Of course, not all such films originated in Hollywood or an English-speaking country. One such movie was Secretos del Corazon, a Spanish film. I attended this movie with my (monolingual) Spanish friend Miguel, who attempted to fill in the gaps when my comprehension lapsed. I was a good Spanish speaker, but as anyone who has learned a second or third language knows, there are all sorts of idiomatic idiosyncrasies that are difficult to absorb without prolonged exposure to the language.

But the movie blew me away despite any linguistic challenges I encountered. It is visually poetic and the acting is subliminally enchanting. Indeed, even though at times I only vaguely grasped the film's highly nuanced elements, Secretos Del Corazon haunted me for 12 years after I saw it. Then one day recently, I decided I couldn't endure it anymore, and I bought the film online. The import pricetag was certainly not prohibitive, but it wasn't as affordable as most movies either. However, I knew it would be a worthwhile purchase.

The movie's indelible solidity lies in its ethereality. The articulate performances - the film centers on a child protagonist, who conveys an incongruous mixture of aching innocence and precocious sagacity with his wide-eyed gaze – merged with superbly incandescent imagery, make this a magically mesmerizing movie.

Javi, the film's young lead, is a nine-year old growing up in rather baffling circumstances. His father's untimely death is shrouded in secrecy, and yet Javi is keen to penetrate the mystery. Intuition informs him that the world of adults is less-than-saintly, and yet he doesn't quite know what lurks within the impurity...just that something is very awry.

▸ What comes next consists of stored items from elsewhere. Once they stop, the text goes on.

//! Client IP extraction and the per-request context
//!
//! The client address is taken from, in order:
//! - `CF-Connecting-IP` (Cloudflare)
//! - `X-Real-IP`
//! - the first hop of `X-Forwarded-For`
//! - the socket remote address
//!
//! Header values that do not parse as an IP address are skipped.

use axum::http::HeaderMap;
use std::net::{IpAddr, SocketAddr};

const CLIENT_IP_HEADERS: &[&str] = &["cf-connecting-ip", "x-real-ip", "x-forwarded-for"];

/// Immutable facts about the inbound request, passed explicitly through the
/// tracking pipeline.
#[derive(Debug, Clone, Default, PartialEq, Eq)]
pub struct RequestContext {
    pub client_ip: String,
    pub user_agent: String,
    /// `Referer` header, `"Direct"` when absent
    pub referer: String,
    pub accept_language: String,
    pub accept_encoding: String,
    pub accept: String,
    pub connection: String,
    pub do_not_track: String,
    pub cache_control: String,
    pub sec_ch_ua: String,
    pub sec_ch_ua_mobile: String,
    pub sec_ch_ua_platform: String,
}

fn header_str(headers: &HeaderMap, name: &str) -> String {
    headers
        .get(name)
        .and_then(|h| h.to_str().ok())
        .map(|s| s.trim().to_string())
        .unwrap_or_default()
}

impl RequestContext {
    pub fn from_parts(headers: &HeaderMap, peer: SocketAddr) -> Self {
        let referer = header_str(headers, "referer");

        Self {
            client_ip: extract_client_ip(headers, peer.ip()).to_string(),
            user_agent: header_str(headers, "user-agent"),
            referer: if referer.is_empty() {
                "Direct".to_string()
            } else {
                referer
            },
            accept_language: header_str(headers, "accept-language"),
            accept_encoding: header_str(headers, "accept-encoding"),
            accept: header_str(headers, "accept"),
            connection: header_str(headers, "connection"),
            do_not_track: header_str(headers, "dnt"),
            cache_control: header_str(headers, "cache-control"),
            sec_ch_ua: header_str(headers, "sec-ch-ua"),
            sec_ch_ua_mobile: header_str(headers, "sec-ch-ua-mobile"),
            sec_ch_ua_platform: header_str(headers, "sec-ch-ua-platform"),
        }
    }
}

/// Extract the client IP address from proxy/CDN headers, falling back to the
/// socket address
pub fn extract_client_ip(headers: &HeaderMap, socket_addr: IpAddr) -> IpAddr {
    CLIENT_IP_HEADERS
        .iter()
        .find_map(|name| first_hop(headers, name))
        .unwrap_or(socket_addr)
}

fn first_hop(headers: &HeaderMap, name: &str) -> Option<IpAddr> {
    headers
        .get(name)?
        .to_str()
        .ok()?
        .split(',')
        .next()?
        .trim()
        .parse::<IpAddr>()
        .ok()
}
use crate::models::{
    ClickEvent, DimensionCount, GeoCacheEntry, NewClick, TrackDimension, TrackHit, TrackIdentity,
    TrackSnapshot, TrackSummary,
};
use crate::storage::schema::{bind_snapshot, Dialect, INDEX_STATEMENTS, SNAPSHOT_COLUMNS};
use crate::storage::Storage;
use anyhow::Result;
use async_trait::async_trait;
use sqlx::postgres::PgPoolOptions;
use sqlx::PgPool;
use std::sync::Arc;

const DIALECT: Dialect = Dialect::Postgres;

pub struct PostgresStorage {
    pool: Arc<PgPool>,
    upsert_track_sql: String,
    insert_click_sql: String,
}

impl PostgresStorage {
    pub async fn new(database_url: &str, max_connections: u32) -> Result<Self> {
        let pool = PgPoolOptions::new()
            .max_connections(max_connections)
            .connect(database_url)
            .await?;
        Ok(Self {
            pool: Arc::new(pool),
            upsert_track_sql: DIALECT.upsert_track_sql(),
            insert_click_sql: DIALECT.insert_click_sql(),
        })
    }
}

#[async_trait]
impl Storage for PostgresStorage {
    async fn init(&self) -> Result<()> {
        for statement in [
            DIALECT.create_tracks_sql(),
            DIALECT.create_clicks_sql(),
            DIALECT.create_geo_cache_sql(),
        ] {
            sqlx::query(&statement)
                .execute(self.pool.as_ref())
                .await?;
        }

        self.migrate().await?;

        for statement in INDEX_STATEMENTS {
            sqlx::query(*statement)
                .execute(self.pool.as_ref())
                .await?;
        }

        Ok(())
    }

    async fn migrate(&self) -> Result<Vec<String>> {
        let existing = sqlx::query_scalar::<_, String>(
            r#"
            SELECT column_name::TEXT FROM information_schema.columns
            WHERE table_schema = current_schema() AND table_name = 'tracks'
            "#,
        )
        .fetch_all(self.pool.as_ref())
        .await?;

        let mut added = Vec::new();
        for (name, kind) in SNAPSHOT_COLUMNS {
            if existing.iter().any(|c| c == name) {
                continue;
            }
            sqlx::query(&DIALECT.add_column_sql(name, *kind))
                .execute(self.pool.as_ref())
                .await?;
            added.push(name.to_string());
        }

        Ok(added)
    }

    async fn record_hit(
        &self,
        track_id: &str,
        hit: TrackHit,
        snapshot: &TrackSnapshot,
        now: i64,
    ) -> Result<TrackIdentity> {
        let (opens, clicks) = hit.deltas();

        let query = sqlx::query_as::<_, TrackIdentity>(&self.upsert_track_sql).bind(track_id);
        let track = bind_snapshot!(query, snapshot)
            .bind(opens)
            .bind(clicks)
            .bind(now)
            .bind(now)
            .fetch_one(self.pool.as_ref())
            .await?;

        Ok(track)
    }

    async fn insert_click(&self, click: &NewClick) -> Result<ClickEvent> {
        let event = sqlx::query_as::<_, ClickEvent>(&self.insert_click_sql)
            .bind(click.timestamp)
            .bind(&click.track_id)
            .bind(click.campaign_id.as_deref())
            .bind(&click.link_id)
            .bind(&click.target_url)
            .bind(&click.ip_address)
            .bind(&click.country)
            .bind(&click.city)
            .bind(&click.user_agent)
            .bind(&click.browser)
            .bind(&click.os)
            .bind(&click.device_type)
            .bind(&click.referer)
            .fetch_one(self.pool.as_ref())
            .await?;

        Ok(event)
    }

    async fn get_track(&self, track_id: &str) -> Result<Option<TrackIdentity>> {
        let track = sqlx::query_as::<_, TrackIdentity>(
            r#"
            SELECT * FROM tracks
            WHERE track_id = $1
            "#,
        )
        .bind(track_id)
        .fetch_optional(self.pool.as_ref())
        .await?;

        Ok(track)
    }

    async fn list_clicks(&self, track_id: &str) -> Result<Vec<ClickEvent>> {
        let clicks = sqlx::query_as::<_, ClickEvent>(
            r#"
            SELECT * FROM clicks
            WHERE track_id = $1
            ORDER BY timestamp DESC, id DESC
            "#,
        )
        .bind(track_id)
        .fetch_all(self.pool.as_ref())
        .await?;

        Ok(clicks)
    }

    async fn list_tracks(&self, limit: i64, offset: i64) -> Result<Vec<TrackIdentity>> {
        let tracks = sqlx::query_as::<_, TrackIdentity>(
            r#"
            SELECT * FROM tracks
            ORDER BY last_seen DESC, id DESC
            LIMIT $1 OFFSET $2
            "#,
        )
        .bind(limit)
        .bind(offset)
        .fetch_all(self.pool.as_ref())
        .await?;

        Ok(tracks)
    }

    async fn export_tracks(&self) -> Result<Vec<TrackIdentity>> {
        let tracks = sqlx::query_as::<_, TrackIdentity>(
            "SELECT * FROM tracks ORDER BY first_seen DESC, id DESC",
        )
        .fetch_all(self.pool.as_ref())
        .await?;

        Ok(tracks)
    }

    async fn summary(&self) -> Result<TrackSummary> {
        // SUM(BIGINT) is NUMERIC in PostgreSQL
        let (total, opens, clicks) = sqlx::query_as::<_, (i64, i64, i64)>(
            r#"
            SELECT COUNT(*),
                   COALESCE(SUM(open_count), 0)::BIGINT,
                   COALESCE(SUM(click_count), 0)::BIGINT
            FROM tracks
            "#,
        )
        .fetch_one(self.pool.as_ref())
        .await?;

        Ok(TrackSummary::from_totals(total, opens, clicks))
    }

    async fn group_counts(
        &self,
        dimension: TrackDimension,
        limit: i64,
    ) -> Result<Vec<DimensionCount>> {
        let sql = DIALECT.group_counts_sql(dimension.column());
        let rows = sqlx::query_as::<_, DimensionCount>(&sql)
            .bind(limit)
            .fetch_all(self.pool.as_ref())
            .await?;

        Ok(rows)
    }

    async fn get_geo_cache(&self, ip_address: &str) -> Result<Option<GeoCacheEntry>> {
        let entry = sqlx::query_as::<_, GeoCacheEntry>(
            r#"
            SELECT ip_address, data, cached_at
            FROM geo_cache
            WHERE ip_address = $1
            "#,
        )
        .bind(ip_address)
        .fetch_optional(self.pool.as_ref())
        .await?;

        Ok(entry)
    }

    async fn put_geo_cache(&self, ip_address: &str, data: &str, cached_at: i64) -> Result<()> {
        sqlx::query(
            r#"
            INSERT INTO geo_cache (ip_address, data, cached_at)
            VALUES ($1, $2, $3)
            ON CONFLICT (ip_address) DO UPDATE SET
                data = excluded.data,
                cached_at = excluded.cached_at
            "#,
        )
        .bind(ip_address)
        .bind(data)
        .bind(cached_at)
        .execute(self.pool.as_ref())
        .await?;

        Ok(())
    }
}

Javi's older brother is a source of some comfort for him, as is one of his aunts, although her own secrecy is also the genesis of another form of betrayal. And of course, Javi’s brother’s wisdom is curtailed by his own youthfulness, and tempered by a feisty contrariness.

The film’s spiderweb symbolism has the potential to be an overwrought device, and yet it is skillfully employed to poetic effect. It appears gracefully throughout the movie to parallel Javi’s progression from befuddled innocence to jaded enlightenment. It not only signifies the comvoluted situations that often entangle adults, but it acts as gossamer emblem for human fragility.

Secretos del Corazon captivatingly captures pre-adolescent yearning for demystification. It allows us to inhabit our coveted childhood again, with all its strangely exhilarating groping and probing and pesky puzzles and riddles. And by the end of the film, we are rooting for Javi to stay rooted in his guileless gullibility, since the predicaments we face in adulthood are infinitely more insufferable than the enigmas we endure as children.